/// A parsed HTTP request.
///
/// # Input data requirements
///
/// #### General designations
/// - `SP`: one or more ASCII whitespace characters
/// - `CRLF`: Carriage return + line feed (`"\r\n"`)
/// ---
/// - `[METHOD]`: `GET`, `POST` or `HEAD`, in any letter case
/// - `[TARGET]`: a path, optionally followed by `?` and a query string. The path
///   is percent-decoded, the query string is split into [parameters](Self::params).
/// - `[MAJOR]`, `[MINOR]`: decimal protocol version numbers
///
/// #### Format
/// ```text
/// [METHOD] SP [TARGET] SP HTTP/[MAJOR].[MINOR] CRLF
/// [NAME]: [VALUE] CRLF
/// ... more headers ...
/// CRLF
/// [BODY]
/// ```
///
/// The request line and headers must be valid `UTF-8` and fit in
/// [`ReqLimits::header_size`] bytes. Header names are case-insensitive. Lines
/// without a `:` are ignored.
///
/// The body is exactly `Content-Length` bytes long. A missing or unparsable
/// `Content-Length` means there is no body; chunked transfer encoding is not
/// supported. A `POST` with `Content-Type: application/x-www-form-urlencoded`
/// has every line of its body merged into the parameters.
#[derive(Debug, Clone, PartialEq)]
pub struct Request {
    method: Method,
    target: String,
    path: String,
    query: String,
    version: Version,
    headers: MultiMap,
    params: MultiMap,
    content_length: usize,
    body: Vec<u8>,
}

impl Default for Request {
    fn default() -> Self {
        Self {
            method: Method::Get,
            target: String::new(),
            path: String::new(),
            query: String::new(),
            version: Version::default(),
            headers: MultiMap::new(),
            params: MultiMap::new(),
            content_length: 0,
            body: Vec::new(),
        }
    }
}

impl Request {
    #[inline]
    pub fn method(&self) -> Method {
        self.method
    }

    /// The request target exactly as sent, query string included.
    #[inline]
    pub fn target(&self) -> &str {
        &self.target
    }

    /// The percent-decoded path, without the query string.
    #[inline]
    pub fn path(&self) -> &str {
        &self.path
    }

    /// The raw query string, without the leading `?`.
    #[inline]
    pub fn query(&self) -> &str {
        &self.query
    }

    #[inline]
    pub fn version(&self) -> Version {
        self.version
    }

    /// All headers, keyed by lowercased name.
    #[inline]
    pub fn headers(&self) -> &MultiMap {
        &self.headers
    }

    /// First value of a header, `Some("")` if it was sent empty.
    #[inline]
    pub fn header(&self, name: &str) -> Option<&str> {
        self.headers.first(&name.to_ascii_lowercase())
    }

    #[inline]
    pub fn header_all(&self, name: &str) -> &[String] {
        self.headers.get_all(&name.to_ascii_lowercase())
    }

    #[inline]
    pub fn header_as_int(&self, name: &str) -> Option<i64> {
        self.headers.first_as_int(&name.to_ascii_lowercase())
    }

    #[inline]
    pub fn has_header(&self, name: &str) -> bool {
        self.headers.contains(&name.to_ascii_lowercase())
    }

    /// Query string parameters, plus form fields for url-encoded `POST`s.
    #[inline]
    pub fn params(&self) -> &MultiMap {
        &self.params
    }

    #[inline]
    pub fn param(&self, name: &str) -> Option<&str> {
        self.params.first(name)
    }

    #[inline]
    pub fn param_all(&self, name: &str) -> &[String] {
        self.params.get_all(name)
    }

    #[inline]
    pub fn content_length(&self) -> usize {
        self.content_length
    }

    #[inline]
    pub fn body(&self) -> &[u8] {
        &self.body
    }

    /// `false` when the client sent `Connection: close`.
    #[inline]
    pub fn keep_alive(&self) -> bool {
        !self
            .header("connection")
            .is_some_and(|value| value.eq_ignore_ascii_case("close"))
    }
}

Assignment:
Word for word, set down every line of the material above.

Result of the exercise:
/// A parsed HTTP request.
///
/// # Input data requirements
///
/// #### General designations
/// - `SP`: one or more ASCII whitespace characters
/// - `CRLF`: Carriage return + line feed (`"\r\n"`)
/// ---
/// - `[METHOD]`: `GET`, `POST` or `HEAD`, in any letter case
/// - `[TARGET]`: a path, optionally followed by `?` and a query string. The path
///   is percent-decoded, the query string is split into [parameters](Self::params).
/// - `[MAJOR]`, `[MINOR]`: decimal protocol version numbers
///
/// #### Format
/// ```text
/// [METHOD] SP [TARGET] SP HTTP/[MAJOR].[MINOR] CRLF
/// [NAME]: [VALUE] CRLF
/// ... more headers ...
/// CRLF
/// [BODY]
/// ```
///
/// The request line and headers must be valid `UTF-8` and fit in
/// [`ReqLimits::header_size`] bytes. Header names are case-insensitive. Lines
/// without a `:` are ignored.
///
/// The body is exactly `Content-Length` bytes long. A missing or unparsable
/// `Content-Length` means there is no body; chunked transfer encoding is not
/// supported. A `POST` with `Content-Type: application/x-www-form-urlencoded`
/// has every line of its body merged into the parameters.
#[derive(Debug, Clone, PartialEq)]
pub struct Request {
    method: Method,
    target: String,
    path: String,
    query: String,
    version: Version,
    headers: MultiMap,
    params: MultiMap,
    content_length: usize,
    body: Vec<u8>,
}

impl Default for Request {
    fn default() -> Self {
        Self {
            method: Method::Get,
            target: String::new(),
            path: String::new(),
            query: String::new(),
            version: Version::default(),
            headers: MultiMap::new(),
            params: MultiMap::new(),
            content_length: 0,
            body: Vec::new(),
        }
    }
}

impl Request {
    #[inline]
    pub fn method(&self) -> Method {
        self.method
    }

    /// The request target exactly as sent, query string included.
    #[inline]
    pub fn target(&self) -> &str {
        &self.target
    }

    /// The percent-decoded path, without the query string.
    #[inline]
    pub fn path(&self) -> &str {
        &self.path
    }

    /// The raw query string, without the leading `?`.
    #[inline]
    pub fn query(&self) -> &str {
        &self.query
    }

    #[inline]
    pub fn version(&self) -> Version {
        self.version
    }

    /// All headers, keyed by lowercased name.
    #[inline]
    pub fn headers(&self) -> &MultiMap {
        &self.headers
    }

    /// First value of a header, `Some("")` if it was sent empty.
    #[inline]
    pub fn header(&self, name: &str) -> Option<&str> {
        self.headers.first(&name.to_ascii_lowercase())
    }

    #[inline]
    pub fn header_all(&self, name: &str) -> &[String] {
        self.headers.get_all(&name.to_ascii_lowercase())
    }

    #[inline]
    pub fn header_as_int(&self, name: &str) -> Option<i64> {
        self.headers.first_as_int(&name.to_ascii_lowercase())
    }

    #[inline]
    pub fn has_header(&self, name: &str) -> bool {
        self.headers.contains(&name.to_ascii_lowercase())
    }

    /// Query string parameters, plus form fields for url-encoded `POST`s.
    #[inline]
    pub fn params(&self) -> &MultiMap {
        &self.params
    }

    #[inline]
    pub fn param(&self, name: &str) -> Option<&str> {
        self.params.first(name)
    }

    #[inline]
    pub fn param_all(&self, name: &str) -> &[String] {
        self.params.get_all(name)
    }

    #[inline]
    pub fn content_length(&self) -> usize {
        self.content_length
    }

    #[inline]
    pub fn body(&self) -> &[u8] {
        &self.body
    }

    /// `false` when the client sent `Connection: close`.
    #[inline]
    pub fn keep_alive(&self) -> bool {
        !self
            .header("connection")
            .is_some_and(|value| value.eq_ignore_ascii_case("close"))
    }
}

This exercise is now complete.